Students Across America Demand Climate Action Oct. 2
The Climate Reality Project and Cool Globes launched KNOW TOMORROW, an effort that unites and amplifies thousands of students, activists, politicians and celebrities across the country demanding climate action. A key component is a National Campus Day of Action on Oct. 2, which will help focus and leverage existing millennial support for climate action at the state level with the Clean Power Plan and internationally in the lead up to the COP21 climate negotiations in Paris.
“We want the world to hear the voices of students demanding action on climate change,” said Tulane University student Lauren Curry. “This isn’t an issue about our children or grandchildren, this is about OUR generation—and we want to ensure a better tomorrow.”
KNOW TOMORROW focuses existing student efforts and synchronize the millennials’ voices already demanding action on climate change.

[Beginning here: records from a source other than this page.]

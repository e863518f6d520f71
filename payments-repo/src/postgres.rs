//! PostgreSQL repository adapter.

use async_trait::async_trait;
use chrono::Utc;
use sqlx::PgPool;

use payments_types::{NewPayment, Payment, PaymentId, PaymentRepository, PaymentUid, RepoError};

use crate::types::{DbPayment, PAYMENT_COLUMNS};

// ─────────────────────────────────────────────────────────────────────────────
// PostgreSQL Repository
// ─────────────────────────────────────────────────────────────────────────────

/// PostgreSQL repository. Mutations are single guarded statements, so the
/// processed check and the write happen atomically.
pub struct PostgresRepo {
    pool: PgPool,
}

/// Executes SQL statements from a migration file, splitting by semicolons.
async fn execute_migration(pool: &PgPool, sql: &str, name: &str) -> Result<(), anyhow::Error> {
    for statement in sql.split(';') {
        let stmt = statement.trim();
        if !stmt.is_empty() {
            sqlx::query(stmt)
                .execute(pool)
                .await
                .map_err(|e| anyhow::anyhow!("Migration {} failed: {}", name, e))?;
        }
    }
    Ok(())
}

/// Runs all database migrations.
async fn run_migrations(pool: &PgPool) -> Result<(), anyhow::Error> {
    execute_migration(
        pool,
        include_str!("../migrations/0001_create_payments_pg.sql"),
        "0001",
    )
    .await
}

impl PostgresRepo {
    /// Creates a new PostgreSQL repository with automatic migration.
    pub async fn new(database_url: &str) -> anyhow::Result<Self> {
        let pool = PgPool::connect(database_url).await?;
        run_migrations(&pool).await?;
        tracing::debug!("PostgreSQL payment store ready");
        Ok(Self { pool })
    }

    /// Returns a reference to the connection pool.
    pub fn pool(&self) -> &PgPool {
        &self.pool
    }

    /// Creates the database schema (for testing with existing pool).
    pub async fn create_schema(&self) -> Result<(), RepoError> {
        run_migrations(&self.pool)
            .await
            .map_err(|e| RepoError::Database(e.to_string()))
    }

    /// Explains why a guarded write touched no row.
    async fn guard_failure(&self, id: PaymentId) -> RepoError {
        let row: Result<Option<bool>, _> = sqlx::query_scalar(
            r#"SELECT processed FROM payments WHERE id = $1 AND deleted_at IS NULL"#,
        )
        .bind(id.value())
        .fetch_optional(&self.pool)
        .await;

        match row {
            Ok(Some(_)) => RepoError::Conflict("Payment already processed".into()),
            Ok(None) => RepoError::NotFound,
            Err(e) => RepoError::Database(e.to_string()),
        }
    }
}

// ─────────────────────────────────────────────────────────────────────────────
// Repository implementation
// ─────────────────────────────────────────────────────────────────────────────

#[async_trait]
impl PaymentRepository for PostgresRepo {
    async fn list_all(&self) -> Result<Vec<Payment>, RepoError> {
        let sql = format!(
            "SELECT {} FROM payments WHERE deleted_at IS NULL ORDER BY id",
            PAYMENT_COLUMNS
        );

        let rows: Vec<DbPayment> = sqlx::query_as(&sql)
            .fetch_all(&self.pool)
            .await
            .map_err(|e| RepoError::Database(e.to_string()))?;

        rows.into_iter().map(DbPayment::into_domain).collect()
    }

    async fn find_by_uid(&self, uid: &PaymentUid) -> Result<Option<Payment>, RepoError> {
        let sql = format!(
            "SELECT {} FROM payments WHERE uid = $1 AND deleted_at IS NULL",
            PAYMENT_COLUMNS
        );

        let row: Option<DbPayment> = sqlx::query_as(&sql)
            .bind(uid.as_str())
            .fetch_optional(&self.pool)
            .await
            .map_err(|e| RepoError::Database(e.to_string()))?;

        row.map(DbPayment::into_domain).transpose()
    }

    async fn insert(&self, payment: NewPayment) -> Result<Payment, RepoError> {
        let sql = format!(
            r#"INSERT INTO payments (uid, account_origin, account_target, amount, date, processed, processed_date, created_at, updated_at)
               VALUES ($1, $2, $3, $4, $5, FALSE, NULL, $6, $6)
               RETURNING {}"#,
            PAYMENT_COLUMNS
        );

        // TIMESTAMPTZ keeps microseconds; answer with what was stored.
        let row: DbPayment = sqlx::query_as(&sql)
            .bind(payment.uid.as_str())
            .bind(&payment.account_origin)
            .bind(&payment.account_target)
            .bind(payment.amount.value())
            .bind(payment.date)
            .bind(Utc::now())
            .fetch_one(&self.pool)
            .await
            .map_err(|e| RepoError::Database(e.to_string()))?;

        row.into_domain()
    }

    async fn replace(&self, payment: &Payment) -> Result<Payment, RepoError> {
        let result = sqlx::query(
            r#"UPDATE payments
               SET account_origin = $1, account_target = $2, amount = $3, date = $4,
                   processed = $5, processed_date = $6, updated_at = $7
               WHERE id = $8 AND processed = FALSE AND deleted_at IS NULL"#,
        )
        .bind(&payment.account_origin)
        .bind(&payment.account_target)
        .bind(payment.amount.value())
        .bind(payment.date)
        .bind(payment.is_processed())
        .bind(payment.processed_at())
        .bind(Utc::now())
        .bind(payment.id.value())
        .execute(&self.pool)
        .await
        .map_err(|e| RepoError::Database(e.to_string()))?;

        if result.rows_affected() == 0 {
            return Err(self.guard_failure(payment.id).await);
        }

        Ok(payment.clone())
    }

    async fn remove(&self, payment: &Payment) -> Result<(), RepoError> {
        let now = Utc::now();

        let result = sqlx::query(
            r#"UPDATE payments SET deleted_at = $1, updated_at = $1
               WHERE id = $2 AND processed = FALSE AND deleted_at IS NULL"#,
        )
        .bind(now)
        .bind(payment.id.value())
        .execute(&self.pool)
        .await
        .map_err(|e| RepoError::Database(e.to_string()))?;

        if result.rows_affected() == 0 {
            return Err(self.guard_failure(payment.id).await);
        }

        Ok(())
    }
}
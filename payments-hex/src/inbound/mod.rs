//! HTTP Inbound Adapter
//!
//! Axum-based HTTP server that drives the application layer.

pub(crate) mod handlers;
mod server;

pub use handlers::ApiError;
pub use server::HttpServer;
//! # Payments Hex
//!
//! Application service layer and HTTP adapter for the payments service.
//!
//! ## Architecture
//!
//! - `service/` - Application service (validation and the processed-state rules)
//! - `inbound/` - HTTP adapter (Axum server)
//! - `openapi/` - OpenAPI document served at `/api-docs/openapi.json`
//!
//! The service is generic over `R: PaymentRepository`, allowing
//! different repository implementations to be injected.

pub mod inbound;
pub mod openapi;
pub mod service;


pub use service::PaymentService;
//! SQLite repository adapter.
#![allow(clippy::collapsible_if)]

use async_trait::async_trait;
use chrono::Utc;
use sqlx::SqlitePool;
use sqlx::sqlite::{SqliteConnectOptions, SqlitePoolOptions};
use std::str::FromStr;

use payments_types::{NewPayment, Payment, PaymentId, PaymentRepository, PaymentUid, RepoError};

use crate::types::{DbSqlitePayment, PAYMENT_COLUMNS};

// ─────────────────────────────────────────────────────────────────────────────
// SQLite Repository
// ─────────────────────────────────────────────────────────────────────────────

/// SQLite repository implementation.
pub struct SqliteRepo {
    pool: SqlitePool,
}

impl SqliteRepo {
    /// Creates a new SQLite repository with automatic migration.
    pub async fn new(database_url: &str) -> anyhow::Result<Self> {
        // Ensure on-disk SQLite target directory exists (no-op for in-memory).
        if let Some(path) = database_url.strip_prefix("sqlite://") {
            // Remove query parameters
            let path = path.split('?').next().unwrap_or(path);
            if path != ":memory:" {
                let p = std::path::Path::new(path);
                if let Some(parent) = p.parent() {
                    if !parent.as_os_str().is_empty() {
                        tokio::fs::create_dir_all(parent).await?;
                    }
                }
            }
        }

        let options = SqliteConnectOptions::from_str(database_url)?.create_if_missing(true);

        // Every in-memory connection is its own database, so keep exactly one.
        let max_connections = if database_url.contains(":memory:") {
            1
        } else {
            5
        };

        let pool = SqlitePoolOptions::new()
            .max_connections(max_connections)
            .connect_with(options)
            .await?;

        let repo = Self { pool };
        repo.create_schema().await?;

        tracing::debug!("SQLite payment store ready");
        Ok(repo)
    }

    /// Returns a reference to the connection pool.
    pub fn pool(&self) -> &SqlitePool {
        &self.pool
    }

    /// Creates the database schema (for testing with existing pool).
    pub async fn create_schema(&self) -> Result<(), RepoError> {
        let ddl = include_str!("../migrations/0001_create_payments.sql");
        sqlx::query(ddl)
            .execute(&self.pool)
            .await
            .map_err(|e| RepoError::Database(e.to_string()))?;

        Ok(())
    }

    /// Explains why a guarded write touched no row.
    async fn guard_failure(&self, id: PaymentId) -> RepoError {
        let row: Result<Option<bool>, _> =
            sqlx::query_scalar(r#"SELECT processed FROM payments WHERE id = ? AND deleted_at IS NULL"#)
                .bind(id.value())
                .fetch_optional(&self.pool)
                .await;

        match row {
            Ok(Some(_)) => RepoError::Conflict("Payment already processed".into()),
            Ok(None) => RepoError::NotFound,
            Err(e) => RepoError::Database(e.to_string()),
        }
    }
}

// ─────────────────────────────────────────────────────────────────────────────
// Repository implementation
// ─────────────────────────────────────────────────────────────────────────────

#[async_trait]
impl PaymentRepository for SqliteRepo {
    async fn list_all(&self) -> Result<Vec<Payment>, RepoError> {
        let sql = format!(
            "SELECT {} FROM payments WHERE deleted_at IS NULL ORDER BY id",
            PAYMENT_COLUMNS
        );

        let rows: Vec<DbSqlitePayment> = sqlx::query_as(&sql)
            .fetch_all(&self.pool)
            .await
            .map_err(|e| RepoError::Database(e.to_string()))?;

        rows.into_iter().map(DbSqlitePayment::into_domain).collect()
    }

    async fn find_by_uid(&self, uid: &PaymentUid) -> Result<Option<Payment>, RepoError> {
        let sql = format!(
            "SELECT {} FROM payments WHERE uid = ? AND deleted_at IS NULL",
            PAYMENT_COLUMNS
        );

        let row: Option<DbSqlitePayment> = sqlx::query_as(&sql)
            .bind(uid.as_str())
            .fetch_optional(&self.pool)
            .await
            .map_err(|e| RepoError::Database(e.to_string()))?;

        row.map(DbSqlitePayment::into_domain).transpose()
    }

    async fn insert(&self, payment: NewPayment) -> Result<Payment, RepoError> {
        let now = Utc::now().to_rfc3339();

        let result = sqlx::query(
            r#"INSERT INTO payments (uid, account_origin, account_target, amount, date, processed, processed_date, created_at, updated_at)
               VALUES (?, ?, ?, ?, ?, 0, NULL, ?, ?)"#,
        )
        .bind(payment.uid.as_str())
        .bind(&payment.account_origin)
        .bind(&payment.account_target)
        .bind(payment.amount.value())
        .bind(payment.date.to_rfc3339())
        .bind(&now)
        .bind(&now)
        .execute(&self.pool)
        .await
        .map_err(|e| RepoError::Database(e.to_string()))?;

        Ok(payment.into_payment(PaymentId::new(result.last_insert_rowid())))
    }

    async fn replace(&self, payment: &Payment) -> Result<Payment, RepoError> {
        let now = Utc::now().to_rfc3339();

        let result = sqlx::query(
            r#"UPDATE payments
               SET account_origin = ?, account_target = ?, amount = ?, date = ?,
                   processed = ?, processed_date = ?, updated_at = ?
               WHERE id = ? AND processed = 0 AND deleted_at IS NULL"#,
        )
        .bind(&payment.account_origin)
        .bind(&payment.account_target)
        .bind(payment.amount.value())
        .bind(payment.date.to_rfc3339())
        .bind(payment.is_processed())
        .bind(payment.processed_at().map(|dt| dt.to_rfc3339()))
        .bind(&now)
        .bind(payment.id.value())
        .execute(&self.pool)
        .await
        .map_err(|e| RepoError::Database(e.to_string()))?;

        if result.rows_affected() == 0 {
            return Err(self.guard_failure(payment.id).await);
        }

        Ok(payment.clone())
    }

    async fn remove(&self, payment: &Payment) -> Result<(), RepoError> {
        let now = Utc::now().to_rfc3339();

        let result = sqlx::query(
            r#"UPDATE payments SET deleted_at = ?, updated_at = ?
               WHERE id = ? AND processed = 0 AND deleted_at IS NULL"#,
        )
        .bind(&now)
        .bind(&now)
        .bind(payment.id.value())
        .execute(&self.pool)
        .await
        .map_err(|e| RepoError::Database(e.to_string()))?;

        if result.rows_affected() == 0 {
            return Err(self.guard_failure(payment.id).await);
        }

        Ok(())
    }
}
//! Domain models for the payments service.

pub mod amount;
pub mod payment;

pub use amount::Amount;
pub use payment::{NewPayment, Payment, PaymentId, PaymentState, PaymentUid};
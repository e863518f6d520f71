//! Payment Application Service
//!
//! Orchestrates domain operations through the repository port.
//! Contains NO infrastructure logic - pure business orchestration.

use chrono::Utc;

use payments_types::{
    AppError, CreatePaymentRequest, NewPayment, Payment, PaymentRepository, PaymentUid,
    RandomUidGenerator, UidGenerator,
};

/// Application service for payment operations.
///
/// Generic over `R: PaymentRepository` - the adapter is injected at compile time.
/// This enables:
/// - Swapping repositories without code changes
/// - Testing with an in-memory repo
/// - Compile-time checks for port implementation
///
/// The service keeps no mutable state of its own, so one instance can be
/// shared across every request handler.
pub struct PaymentService<R: PaymentRepository> {
    repo: R,
    uids: Box<dyn UidGenerator>,
}

impl<R: PaymentRepository> PaymentService<R> {
    /// Creates a new payment service with the given repository.
    pub fn new(repo: R) -> Self {
        Self::with_uid_generator(repo, RandomUidGenerator)
    }

    /// Creates a payment service with a custom uid source.
    pub fn with_uid_generator(repo: R, uids: impl UidGenerator) -> Self {
        Self {
            repo,
            uids: Box::new(uids),
        }
    }

    /// Returns a reference to the underlying repository.
    pub fn repo(&self) -> &R {
        &self.repo
    }

    // ─────────────────────────────────────────────────────────────────────────────
    // Queries
    // ─────────────────────────────────────────────────────────────────────────────

    /// Lists all payments in storage order.
    pub async fn list_payments(&self) -> Result<Vec<Payment>, AppError> {
        self.repo.list_all().await.map_err(Into::into)
    }

    /// Gets a payment by uid.
    pub async fn get_payment(&self, uid: &PaymentUid) -> Result<Payment, AppError> {
        self.repo
            .find_by_uid(uid)
            .await
            .map_err(Into::into)
            .and_then(|opt| {
                opt.ok_or_else(|| AppError::NotFound(format!("Payment {} not found", uid)))
            })
    }

    // ─────────────────────────────────────────────────────────────────────────────
    // Commands
    // ─────────────────────────────────────────────────────────────────────────────

    /// Validates the request and stores a new, unprocessed payment.
    pub async fn create_payment(&self, req: CreatePaymentRequest) -> Result<Payment, AppError> {
        let amount = NewPayment::validate(&req.account_origin, &req.account_target, req.amount)?;
        let uid = self.uids.generate()?;

        let payment = NewPayment::new(
            uid,
            req.account_origin,
            req.account_target,
            amount,
            req.date,
        );

        let stored = self.repo.insert(payment).await?;
        tracing::info!(uid = %stored.uid, amount = %stored.amount, "payment created");
        Ok(stored)
    }

    /// Marks an unprocessed payment as processed, stamped with the current second.
    pub async fn mark_processed(&self, uid: &PaymentUid) -> Result<Payment, AppError> {
        let mut payment = self.get_payment(uid).await?;

        if let Err(e) = payment.mark_processed(Utc::now()) {
            tracing::warn!(uid = %uid, "rejected processing of an already processed payment");
            return Err(e.into());
        }

        let stored = self.repo.replace(&payment).await?;
        tracing::info!(uid = %uid, "payment marked as processed");
        Ok(stored)
    }

    /// Deletes a payment that has not been processed yet.
    pub async fn delete_payment(&self, uid: &PaymentUid) -> Result<(), AppError> {
        let payment = self.get_payment(uid).await?;

        if let Err(e) = payment.ensure_unprocessed() {
            tracing::warn!(uid = %uid, "rejected deletion of a processed payment");
            return Err(e.into());
        }

        self.repo.remove(&payment).await?;
        tracing::info!(uid = %uid, "payment deleted");
        Ok(())
    }
}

This effort helps students recruit their peers and add their voices to the hundreds of thousands worldwide demanding strong emissions reductions commitments from their leaders at the Paris climate negotiations.
Student leaders are organizing on more than 50 campuses across the country that are critical for the implementation of the Clean Power Plan, including states that will hold political significance leading up to the 2016 presidential election.
Campus events include:
- Former Vice President & Climate Reality Chairman Al Gore will speak to students at Stanford University
- An afternoon of live music and speakers in the Boston Common
- All-day programming at Pomona College, including an eco-fair showcasing dozens of environmental groups and speakers on the subject of climate change
- A second-line jazz procession in New Orleans, hosted by students at Tulane University
- A 5k “Run Like There’s No Tomorrow” race in Washington, DC, with students from Georgetown University and George Washington University
- A “Don’t Let It Melt!”-themed Ice Cream Social at University of Dayton
KNOW TOMORROW not only has the support of students, professors, faculty and activists, but celebrities have weighed in to lend their support as well. Shepard Fairey is designing campus posters and musical artists—including Common, My Morning Jacket and Train, who appeared in the video below to promote the campaign. Environmental leaders such as Robert F. Kennedy, Jr. will speak on campuses, and dozens of other celebrities will lend their help via social media.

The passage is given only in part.